Benjamin no podía defenderse en absoluto. Estaba completamente superado.
—¡Michael, David, detenedlo ahora! —gritó Clara.
Michael y David Howard se apresuraron a apartar a Nicolás.
Clara corrió hacia Benjamin. Estaba acurrucado en un rincón, temblando por completo, como un cachorrito asustado.
—No me pegues… por favor, no me pegues, me he equivocado… No volveré a robar comida, lo juro…
—¿Benjamin? Oye, soy yo. Soy Clara.
Benjamin levantó la vista y, en el momento en que vio su rostro, se arrojó a sus brazos, aferrándose a ella como si fuera su único lugar seguro. —¡Hermanita bonita, la gallina grande ha vuelto! ¡La gallina grande está aquí otra vez!
Clara supuso que debía de estar recordando cómo Laura solía pegarle todo el tiempo. Probablemente le pegaban mucho en aquel entonces, ¿eh?
Si de verdad tiene una discapacidad mental, ¿no es demasiado cruel tratarlo así?

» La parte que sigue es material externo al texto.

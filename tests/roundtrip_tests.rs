//! Integration tests for the article codec: decode, generate, decode again.

use boardnews::generator::generate_message;
use boardnews::model::{BodyObject, PartInfo, PostInfo};
use boardnews::parser::ArticleProcessor;
use boardnews::store::{FileStore, NoThumbnailer};

fn store() -> (tempfile::TempDir, FileStore) {
    let dir = tempfile::tempdir().unwrap();
    let store = FileStore::open(dir.path()).unwrap();
    (dir, store)
}

fn ingest(store: &FileStore, article: &[u8]) -> PostInfo {
    let mut input = article;
    ArticleProcessor::default()
        .devour_article(store, &NoThumbnailer, &mut input)
        .unwrap()
        .commit(store)
        .unwrap()
}

fn generate(store: &FileStore, post: &PostInfo) -> Vec<u8> {
    let mut out = Vec::new();
    generate_message(&mut out, post, store).unwrap();
    out
}

/// Content types, bodies and byte flags of a layout, in document order.
fn shape(part: &PartInfo) -> String {
    let flags = format!(
        "{}{}{}",
        if part.binary { "B" } else { "-" },
        if part.has_null { "0" } else { "-" },
        if part.has_8bit { "8" } else { "-" }
    );
    let ct = part.content_type.as_deref().unwrap_or("");
    match &part.body {
        BodyObject::Empty => format!("{ct}({flags})=empty"),
        BodyObject::ObjectIndex(i) => format!("{ct}({flags})={i}"),
        BodyObject::Parts(children) => {
            let inner: Vec<String> = children.iter().map(shape).collect();
            format!("{ct}({flags})[{}]", inner.join(", "))
        }
    }
}

/// Generate `post`, decode the result and compare what a reader sees.
fn assert_roundtrip(store: &FileStore, post: &PostInfo) -> Vec<u8> {
    let wire = generate(store, post);
    let again = ingest(store, &wire);

    assert_eq!(again.message_id, post.message_id);
    assert_eq!(again.message.title, post.message.title);
    assert_eq!(again.message.message, post.message.message);
    let files = |p: &PostInfo| -> Vec<(String, u64)> {
        p.files.iter().map(|f| (f.id.clone(), f.size)).collect()
    };
    assert_eq!(files(&again), files(post));
    assert_eq!(shape(&again.layout), shape(&post.layout));
    wire
}

#[test]
fn test_plain_text() {
    let (_dir, store) = store();
    let post = ingest(
        &store,
        b"Message-ID: <rt1@board>\nSubject: plain\nDate: Tue, 1 Sep 2026 10:00:00 +0000\n\nhello\nworld\n",
    );
    assert_eq!(post.message.message, "hello\nworld");
    let wire = assert_roundtrip(&store, &post);
    let wire = String::from_utf8(wire).unwrap();
    assert!(wire.ends_with("\n\nhello\nworld\n"));
    assert!(!wire.contains("MIME-Version"));
}

#[test]
fn test_text_with_attachment() {
    let (_dir, store) = store();
    let article = b"Message-ID: <rt2@board>\n\
Subject: with file\n\
MIME-Version: 1.0\n\
Content-Type: multipart/mixed; boundary=zz\n\
\n\
--zz\n\
Content-Type: text/plain; charset=UTF-8\n\
\n\
caf\xc3\xa9\n\
--zz\n\
Content-Type: image/png; name=\"a.png\"\n\
Content-Disposition: attachment; filename=\"a.png\"\n\
Content-Transfer-Encoding: base64\n\
\n\
iVBORw0KGgo=\n\
--zz--\n";
    let post = ingest(&store, article);
    assert_eq!(post.files.len(), 1);
    assert_eq!(
        shape(&post.layout),
        "multipart/mixed(--8)[text/plain; charset=UTF-8(--8)=0, image/png; name=\"a.png\"(B--)=1]"
    );

    let wire = assert_roundtrip(&store, &post);
    let text = String::from_utf8_lossy(&wire);
    assert_eq!(text.matches("MIME-Version: 1.0").count(), 1);
    assert!(text.contains("Content-Transfer-Encoding: base64"));
    assert!(text.contains("Content-Transfer-Encoding: 8bit"));
}

#[test]
fn test_nested_multipart() {
    let (_dir, store) = store();
    let article = b"Message-ID: <rt3@board>\n\
Subject: nested\n\
MIME-Version: 1.0\n\
Content-Type: multipart/mixed; boundary=outer\n\
\n\
preamble is dropped\n\
--outer\n\
Content-Type: multipart/alternative; boundary=inner\n\
\n\
--inner\n\
Content-Type: text/plain; charset=UTF-8\n\
\n\
plain body\n\
--inner\n\
Content-Type: text/html; charset=UTF-8\n\
\n\
<p>html body</p>\n\
--inner--\n\
--outer\n\
Content-Type: application/octet-stream; name=\"blob.bin\"\n\
Content-Transfer-Encoding: base64\n\
\n\
AAECAwQF\n\
--outer--\n";
    let post = ingest(&store, article);
    assert_eq!(post.message.message, "plain body");
    assert_eq!(post.files.len(), 2);
    assert!(post.files[0].id.ends_with(".html"));
    assert_eq!(post.files[1].size, 6);
    assert_eq!(
        shape(&post.layout),
        "multipart/mixed(---)[multipart/alternative(---)[text/plain; charset=UTF-8(---)=0, \
text/html; charset=UTF-8(---)=1], application/octet-stream; name=\"blob.bin\"(B--)=2]"
    );
    assert_roundtrip(&store, &post);
}

#[test]
fn test_8bit_text() {
    let (_dir, store) = store();
    let post = ingest(
        &store,
        "Message-ID: <rt4@board>\nContent-Type: text/plain; charset=UTF-8\nContent-Transfer-Encoding: 8bit\n\nпривет, мир\n"
            .as_bytes(),
    );
    assert!(post.layout.has_8bit);
    assert!(post.files.is_empty());
    let wire = assert_roundtrip(&store, &post);
    let text = String::from_utf8(wire).unwrap();
    assert!(text.contains("Content-Transfer-Encoding: 8bit\n"));
    assert!(text.ends_with("\n\nпривет, мир\n"));
}

#[test]
fn test_text_with_nul() {
    let (_dir, store) = store();
    let post = ingest(
        &store,
        b"Message-ID: <rt5@board>\nContent-Type: text/plain\n\nbefore\x00after\n",
    );
    assert_eq!(post.message.message, "");
    assert_eq!(post.files.len(), 1);
    assert!(post.layout.has_null);
    let wire = assert_roundtrip(&store, &post);
    let text = String::from_utf8(wire).unwrap();
    assert!(text.contains("Content-Transfer-Encoding: quoted-printable\n"));
    assert!(text.contains("before=00after"));
}

#[test]
fn test_generated_article_parses_with_mail_parser() {
    let (_dir, store) = store();
    let article = b"Message-ID: <rt6@board>\n\
Subject: cross-check\n\
Content-Type: multipart/mixed; boundary=zz\n\
\n\
--zz\n\
\n\
just text\n\
--zz\n\
Content-Type: application/octet-stream; name=\"x.bin\"\n\
Content-Transfer-Encoding: base64\n\
\n\
/wABAgM=\n\
--zz--\n";
    let post = ingest(&store, article);
    let wire = generate(&store, &post);

    let parsed = mail_parser::MessageParser::default().parse(&wire[..]).unwrap();
    assert_eq!(parsed.subject(), Some("cross-check"));
    assert_eq!(parsed.message_id(), Some("rt6@board"));
    assert_eq!(parsed.body_text(0).unwrap().trim_end(), "just text");
    assert_eq!(parsed.attachment_count(), 1);
    assert_eq!(parsed.attachment(0).unwrap().contents(), &[0xff, 0, 1, 2, 3]);
}

#[test]
fn test_fresh_boundary_per_generation() {
    let (_dir, store) = store();
    let post = ingest(
        &store,
        b"Content-Type: multipart/mixed; boundary=fixed\n\n--fixed\n\nx\n--fixed--\n",
    );
    let a = generate(&store, &post);
    let b = generate(&store, &post);
    assert_ne!(a, b);
    assert!(!String::from_utf8_lossy(&a).contains("boundary=fixed"));
}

—Ya está bien, te lo prometo, todo está bien. Lo de ahora ha sido un accidente, nadie te va a hacer daño —lo consoló Clara en voz baja, y luego se dirigió a Michael Howard—. Hermano mayor, por favor, cuida bien de Benjamin Evans.
—No te preocupes, hermanita. Esta vez lo tengo controlado. ¡No volveré a bajar la guardia! —se apresuró a tranquilizarla Michael.
Después de eso, salieron al salón.
Clara vio a Nicolás Evans de pie, con cara de furia. —¿Nicolás, qué haces aquí? ¿Y por qué le has pegado? Tiene la mente de un niño de tres años, ¿sabes?
Antes de que Nicolás pudiera responder, David Howard intervino para explicarlo.
—Clara, ha sido culpa mía. No me pude contener y llamé a Nicolás para preguntarle por Benjamin. Y entonces, simplemente vino.